* PROBLEM REQUIREMENTS
The entries underneath need to be duplicated exactly, with none omitted.

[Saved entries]
'''

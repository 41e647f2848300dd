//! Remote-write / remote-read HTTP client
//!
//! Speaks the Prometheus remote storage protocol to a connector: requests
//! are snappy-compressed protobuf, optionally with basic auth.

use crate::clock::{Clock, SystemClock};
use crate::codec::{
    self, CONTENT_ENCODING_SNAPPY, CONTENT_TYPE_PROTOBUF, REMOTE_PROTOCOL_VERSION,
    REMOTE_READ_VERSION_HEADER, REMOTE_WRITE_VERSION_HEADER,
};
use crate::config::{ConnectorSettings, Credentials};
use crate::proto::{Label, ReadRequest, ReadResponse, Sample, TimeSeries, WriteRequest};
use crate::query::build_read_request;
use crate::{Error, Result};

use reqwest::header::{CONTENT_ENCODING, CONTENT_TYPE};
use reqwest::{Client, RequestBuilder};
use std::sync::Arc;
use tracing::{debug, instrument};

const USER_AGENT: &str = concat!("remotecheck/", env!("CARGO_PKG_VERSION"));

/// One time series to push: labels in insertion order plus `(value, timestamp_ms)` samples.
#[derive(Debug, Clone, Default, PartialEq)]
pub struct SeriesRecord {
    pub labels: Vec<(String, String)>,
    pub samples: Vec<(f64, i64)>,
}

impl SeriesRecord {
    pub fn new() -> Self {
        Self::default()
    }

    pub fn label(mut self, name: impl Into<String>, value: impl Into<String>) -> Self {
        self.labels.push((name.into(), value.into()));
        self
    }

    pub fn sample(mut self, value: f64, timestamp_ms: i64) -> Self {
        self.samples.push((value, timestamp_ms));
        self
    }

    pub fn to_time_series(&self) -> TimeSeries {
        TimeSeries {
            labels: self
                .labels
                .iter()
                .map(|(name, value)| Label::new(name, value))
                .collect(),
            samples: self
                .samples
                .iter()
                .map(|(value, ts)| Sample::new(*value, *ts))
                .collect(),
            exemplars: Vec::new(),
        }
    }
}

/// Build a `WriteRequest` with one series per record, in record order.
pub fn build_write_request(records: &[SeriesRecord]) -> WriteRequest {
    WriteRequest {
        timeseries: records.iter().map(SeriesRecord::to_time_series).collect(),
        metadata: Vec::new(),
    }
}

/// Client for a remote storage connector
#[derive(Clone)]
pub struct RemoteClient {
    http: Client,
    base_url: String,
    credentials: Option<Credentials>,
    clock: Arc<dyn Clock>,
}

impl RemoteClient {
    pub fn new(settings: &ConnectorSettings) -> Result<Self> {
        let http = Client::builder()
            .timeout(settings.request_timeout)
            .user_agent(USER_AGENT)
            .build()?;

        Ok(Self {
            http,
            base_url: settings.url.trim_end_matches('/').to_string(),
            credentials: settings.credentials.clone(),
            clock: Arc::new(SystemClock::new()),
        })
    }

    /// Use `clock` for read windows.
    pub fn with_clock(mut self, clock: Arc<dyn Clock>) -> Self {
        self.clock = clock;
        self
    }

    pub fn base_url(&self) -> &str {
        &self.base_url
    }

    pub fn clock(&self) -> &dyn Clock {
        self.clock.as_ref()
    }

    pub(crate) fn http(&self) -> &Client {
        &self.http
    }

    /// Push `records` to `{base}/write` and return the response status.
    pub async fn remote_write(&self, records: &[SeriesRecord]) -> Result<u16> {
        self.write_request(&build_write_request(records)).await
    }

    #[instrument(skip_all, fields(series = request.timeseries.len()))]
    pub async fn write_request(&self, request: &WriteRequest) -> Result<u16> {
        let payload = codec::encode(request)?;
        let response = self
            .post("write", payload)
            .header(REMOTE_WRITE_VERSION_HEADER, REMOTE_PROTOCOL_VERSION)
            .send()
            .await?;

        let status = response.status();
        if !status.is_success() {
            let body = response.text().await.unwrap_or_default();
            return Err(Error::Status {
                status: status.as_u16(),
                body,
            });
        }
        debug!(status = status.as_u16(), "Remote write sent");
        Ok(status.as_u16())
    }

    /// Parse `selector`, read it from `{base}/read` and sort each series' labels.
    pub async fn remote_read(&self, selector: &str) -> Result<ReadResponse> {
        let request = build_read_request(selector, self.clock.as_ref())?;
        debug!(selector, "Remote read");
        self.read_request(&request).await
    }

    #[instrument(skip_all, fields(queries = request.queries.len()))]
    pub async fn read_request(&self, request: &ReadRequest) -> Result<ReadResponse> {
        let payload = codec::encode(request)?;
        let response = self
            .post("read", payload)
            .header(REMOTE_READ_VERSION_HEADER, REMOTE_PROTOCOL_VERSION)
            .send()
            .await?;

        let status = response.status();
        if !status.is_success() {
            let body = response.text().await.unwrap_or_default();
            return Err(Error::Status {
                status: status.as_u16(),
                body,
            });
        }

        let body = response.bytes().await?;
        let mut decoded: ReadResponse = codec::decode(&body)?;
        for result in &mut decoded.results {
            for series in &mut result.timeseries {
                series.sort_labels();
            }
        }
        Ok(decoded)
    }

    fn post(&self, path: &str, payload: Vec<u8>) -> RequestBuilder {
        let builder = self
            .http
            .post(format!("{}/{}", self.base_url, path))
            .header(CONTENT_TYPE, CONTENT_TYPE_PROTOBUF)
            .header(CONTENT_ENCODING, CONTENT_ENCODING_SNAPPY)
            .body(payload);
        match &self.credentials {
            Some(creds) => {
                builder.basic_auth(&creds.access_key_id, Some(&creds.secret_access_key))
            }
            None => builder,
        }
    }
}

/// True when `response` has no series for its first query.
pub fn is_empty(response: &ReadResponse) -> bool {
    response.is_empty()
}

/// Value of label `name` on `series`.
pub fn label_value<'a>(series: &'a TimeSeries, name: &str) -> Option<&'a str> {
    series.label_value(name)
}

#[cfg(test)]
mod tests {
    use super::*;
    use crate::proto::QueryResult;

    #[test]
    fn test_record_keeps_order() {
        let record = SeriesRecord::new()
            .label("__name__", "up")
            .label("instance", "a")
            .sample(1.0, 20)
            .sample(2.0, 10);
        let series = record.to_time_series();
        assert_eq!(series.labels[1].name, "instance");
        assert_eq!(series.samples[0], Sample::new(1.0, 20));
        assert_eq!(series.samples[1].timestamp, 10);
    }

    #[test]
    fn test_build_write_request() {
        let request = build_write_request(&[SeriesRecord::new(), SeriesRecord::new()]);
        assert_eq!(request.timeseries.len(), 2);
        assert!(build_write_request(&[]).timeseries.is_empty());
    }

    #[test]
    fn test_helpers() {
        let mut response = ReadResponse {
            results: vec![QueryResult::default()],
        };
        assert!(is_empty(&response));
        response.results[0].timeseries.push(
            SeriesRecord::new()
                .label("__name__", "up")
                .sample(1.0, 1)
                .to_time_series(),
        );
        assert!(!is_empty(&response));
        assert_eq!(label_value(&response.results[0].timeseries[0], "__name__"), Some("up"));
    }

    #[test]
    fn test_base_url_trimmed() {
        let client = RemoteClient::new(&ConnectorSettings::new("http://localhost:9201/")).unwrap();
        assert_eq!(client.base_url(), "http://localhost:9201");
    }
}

'''

* RESULT FOR THIS EXERCISE
repository 41e647f2848300dd
//! Remote-write / remote-read HTTP client
//!
//! Speaks the Prometheus remote storage protocol to a connector: requests
//! are snappy-compressed protobuf, optionally with basic auth.

use crate::clock::{Clock, SystemClock};
use crate::codec::{
    self, CONTENT_ENCODING_SNAPPY, CONTENT_TYPE_PROTOBUF, REMOTE_PROTOCOL_VERSION,
    REMOTE_READ_VERSION_HEADER, REMOTE_WRITE_VERSION_HEADER,
};
use crate::config::{ConnectorSettings, Credentials};
use crate::proto::{Label, ReadRequest, ReadResponse, Sample, TimeSeries, WriteRequest};
use crate::query::build_read_request;
use crate::{Error, Result};

use reqwest::header::{CONTENT_ENCODING, CONTENT_TYPE};
use reqwest::{Client, RequestBuilder};
use std::sync::Arc;
use tracing::{debug, instrument};

const USER_AGENT: &str = concat!("remotecheck/", env!("CARGO_PKG_VERSION"));

/// One time series to push: labels in insertion order plus `(value, timestamp_ms)` samples.
#[derive(Debug, Clone, Default, PartialEq)]
pub struct SeriesRecord {
    pub labels: Vec<(String, String)>,
    pub samples: Vec<(f64, i64)>,
}

impl SeriesRecord {
    pub fn new() -> Self {
        Self::default()
    }

    pub fn label(mut self, name: impl Into<String>, value: impl Into<String>) -> Self {
        self.labels.push((name.into(), value.into()));
        self
    }

    pub fn sample(mut self, value: f64, timestamp_ms: i64) -> Self {
        self.samples.push((value, timestamp_ms));
        self
    }

    pub fn to_time_series(&self) -> TimeSeries {
        TimeSeries {
            labels: self
                .labels
                .iter()
                .map(|(name, value)| Label::new(name, value))
                .collect(),
            samples: self
                .samples
                .iter()
                .map(|(value, ts)| Sample::new(*value, *ts))
                .collect(),
            exemplars: Vec::new(),
        }
    }
}

/// Build a `WriteRequest` with one series per record, in record order.
pub fn build_write_request(records: &[SeriesRecord]) -> WriteRequest {
    WriteRequest {
        timeseries: records.iter().map(SeriesRecord::to_time_series).collect(),
        metadata: Vec::new(),
    }
}

/// Client for a remote storage connector
#[derive(Clone)]
pub struct RemoteClient {
    http: Client,
    base_url: String,
    credentials: Option<Credentials>,
    clock: Arc<dyn Clock>,
}

impl RemoteClient {
    pub fn new(settings: &ConnectorSettings) -> Result<Self> {
        let http = Client::builder()
            .timeout(settings.request_timeout)
            .user_agent(USER_AGENT)
            .build()?;

        Ok(Self {
            http,
            base_url: settings.url.trim_end_matches('/').to_string(),
            credentials: settings.credentials.clone(),
            clock: Arc::new(SystemClock::new()),
        })
    }

    /// Use `clock` for read windows.
    pub fn with_clock(mut self, clock: Arc<dyn Clock>) -> Self {
        self.clock = clock;
        self
    }

    pub fn base_url(&self) -> &str {
        &self.base_url
    }

    pub fn clock(&self) -> &dyn Clock {
        self.clock.as_ref()
    }

    pub(crate) fn http(&self) -> &Client {
        &self.http
    }

    /// Push `records` to `{base}/write` and return the response status.
    pub async fn remote_write(&self, records: &[SeriesRecord]) -> Result<u16> {
        self.write_request(&build_write_request(records)).await
    }

    #[instrument(skip_all, fields(series = request.timeseries.len()))]
    pub async fn write_request(&self, request: &WriteRequest) -> Result<u16> {
        let payload = codec::encode(request)?;
        let response = self
            .post("write", payload)
            .header(REMOTE_WRITE_VERSION_HEADER, REMOTE_PROTOCOL_VERSION)
            .send()
            .await?;

        let status = response.status();
        if !status.is_success() {
            let body = response.text().await.unwrap_or_default();
            return Err(Error::Status {
                status: status.as_u16(),
                body,
            });
        }
        debug!(status = status.as_u16(), "Remote write sent");
        Ok(status.as_u16())
    }

    /// Parse `selector`, read it from `{base}/read` and sort each series' labels.
    pub async fn remote_read(&self, selector: &str) -> Result<ReadResponse> {
        let request = build_read_request(selector, self.clock.as_ref())?;
        debug!(selector, "Remote read");
        self.read_request(&request).await
    }

    #[instrument(skip_all, fields(queries = request.queries.len()))]
    pub async fn read_request(&self, request: &ReadRequest) -> Result<ReadResponse> {
        let payload = codec::encode(request)?;
        let response = self
            .post("read", payload)
            .header(REMOTE_READ_VERSION_HEADER, REMOTE_PROTOCOL_VERSION)
            .send()
            .await?;

        let status = response.status();
        if !status.is_success() {
            let body = response.text().await.unwrap_or_default();
            return Err(Error::Status {
                status: status.as_u16(),
                body,
            });
        }

        let body = response.bytes().await?;
        let mut decoded: ReadResponse = codec::decode(&body)?;
        for result in &mut decoded.results {
            for series in &mut result.timeseries {
                series.sort_labels();
            }
        }
        Ok(decoded)
    }

    fn post(&self, path: &str, payload: Vec<u8>) -> RequestBuilder {
        let builder = self
            .http
            .post(format!("{}/{}", self.base_url, path))
            .header(CONTENT_TYPE, CONTENT_TYPE_PROTOBUF)
            .header(CONTENT_ENCODING, CONTENT_ENCODING_SNAPPY)
            .body(payload);
        match &self.credentials {
            Some(creds) => {
                builder.basic_auth(&creds.access_key_id, Some(&creds.secret_access_key))
            }
            None => builder,
        }
    }
}

/// True when `response` has no series for its first query.
pub fn is_empty(response: &ReadResponse) -> bool {
    response.is_empty()
}

/// Value of label `name` on `series`.
pub fn label_value<'a>(series: &'a TimeSeries, name: &str) -> Option<&'a str> {
    series.label_value(name)
}

#[cfg(test)]
mod tests {
    use super::*;
    use crate::proto::QueryResult;

    #[test]
    fn test_record_keeps_order() {
        let record = SeriesRecord::new()
            .label("__name__", "up")
            .label("instance", "a")
            .sample(1.0, 20)
            .sample(2.0, 10);
        let series = record.to_time_series();
        assert_eq!(series.labels[1].name, "instance");
        assert_eq!(series.samples[0], Sample::new(1.0, 20));
        assert_eq!(series.samples[1].timestamp, 10);
    }

    #[test]
    fn test_build_write_request() {
        let request = build_write_request(&[SeriesRecord::new(), SeriesRecord::new()]);
        assert_eq!(request.timeseries.len(), 2);
        assert!(build_write_request(&[]).timeseries.is_empty());
    }

    #[test]
    fn test_helpers() {
        let mut response = ReadResponse {
            results: vec![QueryResult::default()],
        };
        assert!(is_empty(&response));
        response.results[0].timeseries.push(
            SeriesRecord::new()
                .label("__name__", "up")
                .sample(1.0, 1)
                .to_time_series(),
        );
        assert!(!is_empty(&response));
        assert_eq!(label_value(&response.results[0].timeseries[0], "__name__"), Some("up"));
    }

    #[test]
    fn test_base_url_trimmed() {
        let client = RemoteClient::new(&ConnectorSettings::new("http://localhost:9201/")).unwrap();
        assert_eq!(client.base_url(), "http://localhost:9201");
    }
}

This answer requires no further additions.